GithubHelp home page GithubHelp logo

msantos / alcove Goto Github PK

View Code? Open in Web Editor NEW
48.0 6.0 2.0 1.61 MB

Control plane for system processes

License: ISC License

Makefile 0.48% Erlang 46.50% Shell 0.17% C 52.85%
system-programming exec fork linux-namespaces signal capsicum pledge seccomp prctl procctl

alcove's Introduction

alcove

Package Version Hex Docs

alcove is:

  • a control plane for system processes
  • an interface for system programming
  • a library for building containerized services

alcove is an external port process (a stand-alone Unix process that communicates with the Erlang VM using stdin/stdout). prx is a higher level library that maps the alcove Unix processes to Erlang processes.

Build

  rebar3 compile

  # to run tests (see "Setting Up Privileges")
  rebar3 do clean, compile, ct

  # Linux: statically link using musl
  sudo apt install musl-dev musl-tools

  # clone the kernel headers somewhere
  cd /path/to/dir
  git clone https://github.com/sabotage-linux/kernel-headers.git

  # then compile
  MUSL_INCLUDE=/path/to/dir ./musl-wrapper rebar3 do clean, compile

  ## Generate code
  make gen

Overview

When alcove is started, it enters an event loop:

{ok, Drv} = alcove_drv:start().

Similar to a shell, alcove waits for a command. For example, alcove can be requested to fork(2):

{ok, Child1} = alcove:fork(Drv, []).

Now there are 2 processes in a parent/child relationship, sitting in their event loops:

beam.smp
  |-erl_child_setup
  |   `-alcove
  |       `-alcove

Processes are arranged in a pipeline:

  • a pipeline is a list of 0 or more integers representing the process IDs

    By default, pipelines are limited to a length of 16 processes. The pipeline length can be increased using getopt/3 up to the system limits.
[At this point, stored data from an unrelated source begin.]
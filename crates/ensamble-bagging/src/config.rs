//! Hyperparameter builder for the bagging ensemble.

use crate::ensemble::BaggingClassifier;
use crate::error::BaggingError;
use crate::learner::LearnerFactory;
use crate::tree::DecisionTreeConfig;

/// Policy for how many feature columns each estimator is trained on.
///
/// Resolved independently per estimator once the training feature count
/// `p` is known.
#[derive(Debug, Clone, Copy, PartialEq, serde::Serialize, serde::Deserialize)]
pub enum MaxFeatures {
    /// `ceil(sqrt(p))` features.
    Sqrt,
    /// All `p` features (no column subsampling).
    All,
    /// `round(f * p)` features, at least one. `f` must be in (0.0, 1.0].
    Fraction(f64),
    /// `min(p, k)` features. `k` must be at least 1.
    Count(usize),
}

impl MaxFeatures {
    /// Resolve the policy to a concrete feature count for `n_features` columns.
    ///
    /// # Errors
    ///
    /// Returns [`BaggingError::InvalidMaxFeatures`] when `n_features` is zero,
    /// a fraction is outside (0.0, 1.0] or non-finite, or a count is zero.
    pub fn resolve(self, n_features: usize) -> Result<usize, BaggingError> {
        let invalid = |reason: String| BaggingError::InvalidMaxFeatures { n_features, reason };
        if n_features == 0 {
            return Err(invalid("no feature columns to select from".to_string()));
        }
        let resolved = match self {
            MaxFeatures::Sqrt => (n_features as f64).sqrt().ceil() as usize,
            MaxFeatures::All => n_features,
            MaxFeatures::Fraction(f) => {
                if !f.is_finite() || f <= 0.0 || f > 1.0 {
                    return Err(invalid(format!("fraction must be in (0.0, 1.0], got {f}")));
                }
                ((n_features as f64) * f).round().max(1.0) as usize
            }
            MaxFeatures::Count(k) => {
                if k == 0 {
                    return Err(invalid("count must be at least 1".to_string()));
                }
                k.min(n_features)
            }
        };
        Ok(resolved.clamp(1, n_features))
    }
}

/// Whether to compute the out-of-bag score during training.
#[derive(Debug, Clone, Copy, PartialEq, Eq, serde::Serialize, serde::Deserialize)]
pub enum OobMode {
    /// Accumulate OOB probabilities and compute the OOB accuracy.
    Enabled,
    /// Skip OOB evaluation.
    Disabled,
}

/// Hyperparameters for a bagging ensemble.
///
/// Construct via [`BaggingConfig::new`], then chain `with_*` methods and
/// finish with [`BaggingConfig::build`].
///
/// # Defaults
///
/// | Parameter      | Default     |
/// |----------------|-------------|
/// | `max_features` | `Sqrt`      |
/// | `max_depth`    | `None`      |
/// | `oob_mode`     | `Disabled`  |
/// | `seed`         | `Some(42)`  |
#[derive(Debug, Clone, PartialEq, serde::Serialize, serde::Deserialize)]
pub struct BaggingConfig {
    pub(crate) n_estimators: usize,
    pub(crate) max_features: MaxFeatures,
    pub(crate) max_depth: Option<usize>,
    pub(crate) oob_mode: OobMode,
    pub(crate) seed: Option<u64>,
}

impl BaggingConfig {
    /// Create a new config with the given number of estimators.
    ///
    /// # Errors
    ///
    /// Returns [`BaggingError::InvalidEstimatorCount`] if `n_estimators` is zero.
    pub fn new(n_estimators: usize) -> Result<Self, BaggingError> {
        if n_estimators == 0 {
            return Err(BaggingError::InvalidEstimatorCount { n_estimators });
        }
        Ok(Self {
            n_estimators,
            max_features: MaxFeatures::Sqrt,
            max_depth: None,
            oob_mode: OobMode::Disabled,
            seed: Some(42),
        })
    }

    /// Set the per-estimator feature subset policy.
    #[must_use]
    pub fn with_max_features(mut self, max_features: MaxFeatures) -> Self {
        self.max_features = max_features;
        self
    }

    /// Set the maximum depth passed to every base learner. `None` means unlimited.
    #[must_use]
    pub fn with_max_depth(mut self, max_depth: Option<usize>) -> Self {
        self.max_depth = max_depth;
        self
    }

    /// Set the OOB evaluation mode.
    #[must_use]
    pub fn with_oob_mode(mut self, oob_mode: OobMode) -> Self {
        self.oob_mode = oob_mode;
        self
    }

    /// Set the root random seed. `None` seeds from OS entropy on every fit.
    #[must_use]
    pub fn with_seed(mut self, seed: Option<u64>) -> Self {
        self.seed = seed;
        self
    }

    // --- Getters ---

    /// Return the number of estimators.
    #[must_use]
    pub fn n_estimators(&self) -> usize {
        self.n_estimators
    }

    /// Return the feature subset policy.
    #[must_use]
    pub fn max_features(&self) -> MaxFeatures {
        self.max_features
    }

    /// Return the maximum depth limit, if any.
    #[must_use]
    pub fn max_depth(&self) -> Option<usize> {
        self.max_depth
    }

    /// Return the OOB evaluation mode.
    #[must_use]
    pub fn oob_mode(&self) -> OobMode {
        self.oob_mode
    }

    /// Return the root random seed, if fixed.
    #[must_use]
    pub fn seed(&self) -> Option<u64> {
        self.seed
    }

    /// Build an unfitted ensemble backed by the default CART learner.
    #[must_use]
    pub fn build<L>(&self) -> BaggingClassifier<L> {
        BaggingClassifier::new(self.clone(), DecisionTreeConfig::new())
    }

    /// Build an unfitted ensemble backed by a custom learner factory.
    #[must_use]
    pub fn build_with<L, F: LearnerFactory>(&self, factory: F) -> BaggingClassifier<L, F> {
        BaggingClassifier::new(self.clone(), factory)
    }
}

#[cfg(test)]
mod tests {
    use super::{BaggingConfig, MaxFeatures, OobMode};
    use crate::BaggingError;

    #[test]
    fn zero_estimators_rejected() {
        let err = BaggingConfig::new(0).unwrap_err();
        assert!(matches!(err, BaggingError::InvalidEstimatorCount { n_estimators: 0 }));
    }

    #[test]
    fn defaults() {
        let config = BaggingConfig::new(10).unwrap();
        assert_eq!(config.n_estimators(), 10);
        assert_eq!(config.max_features(), MaxFeatures::Sqrt);
        assert_eq!(config.max_depth(), None);
        assert_eq!(config.oob_mode(), OobMode::Disabled);
        assert_eq!(config.seed(), Some(42));
    }

    #[test]
    fn sqrt_rounds_up() {
        assert_eq!(MaxFeatures::Sqrt.resolve(4).unwrap(), 2);
        assert_eq!(MaxFeatures::Sqrt.resolve(5).unwrap(), 3);
        assert_eq!(MaxFeatures::Sqrt.resolve(1).unwrap(), 1);
        assert_eq!(MaxFeatures::Sqrt.resolve(10).unwrap(), 4);
    }

    #[test]
    fn all_uses_every_feature() {
        assert_eq!(MaxFeatures::All.resolve(7).unwrap(), 7);
    }

    #[test]
    fn fraction_rounds_with_floor_of_one() {
        assert_eq!(MaxFeatures::Fraction(0.5).resolve(10).unwrap(), 5);
        assert_eq!(MaxFeatures::Fraction(0.26).resolve(10).unwrap(), 3);
        assert_eq!(MaxFeatures::Fraction(0.01).resolve(4).unwrap(), 1);
        assert_eq!(MaxFeatures::Fraction(1.0).resolve(4).unwrap(), 4);
    }

    #[test]
    fn fraction_out_of_range_rejected() {
        for f in [0.0, -0.5, 1.5, f64::NAN] {
            let err = MaxFeatures::Fraction(f).resolve(4).unwrap_err();
            assert!(matches!(err, BaggingError::InvalidMaxFeatures { .. }), "f = {f}");
        }
    }

    #[test]
    fn count_is_capped_at_feature_count() {
        assert_eq!(MaxFeatures::Count(2).resolve(4).unwrap(), 2);
        assert_eq!(MaxFeatures::Count(9).resolve(4).unwrap(), 4);
    }

    #[test]
    fn zero_count_rejected() {
        assert!(MaxFeatures::Count(0).resolve(4).is_err());
    }

    #[test]
    fn zero_features_rejected() {
        assert!(MaxFeatures::All.resolve(0).is_err());
    }

    #[test]
    fn build_produces_unfitted_ensemble() {
        let ensemble = BaggingConfig::new(3).unwrap().build::<usize>();
        assert!(!ensemble.is_fitted());
        assert_eq!(ensemble.n_estimators(), 3);
    }
}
  • unlike in a shell, each successive process in the pipeline is forked from the previous process

  • like a shell pipeline, the stdout of a process is connected to the stdin of the next process in the pipeline using a FIFO

The child process is addressed via the pipeline using a list of PIDs:

{ok, Child2} = alcove:fork(Drv, [Child1]),
Child2 = alcove:getpid(Drv, [Child1, Child2]).

An empty pipeline refers to the port process:

{ok, Child3} = alcove:fork(Drv, []).

Finally, we can replace the event loop with a system executable by calling exec(3):

ok = alcove:execvp(Drv, [Child1, Child2], "/bin/cat", ["/bin/cat"]).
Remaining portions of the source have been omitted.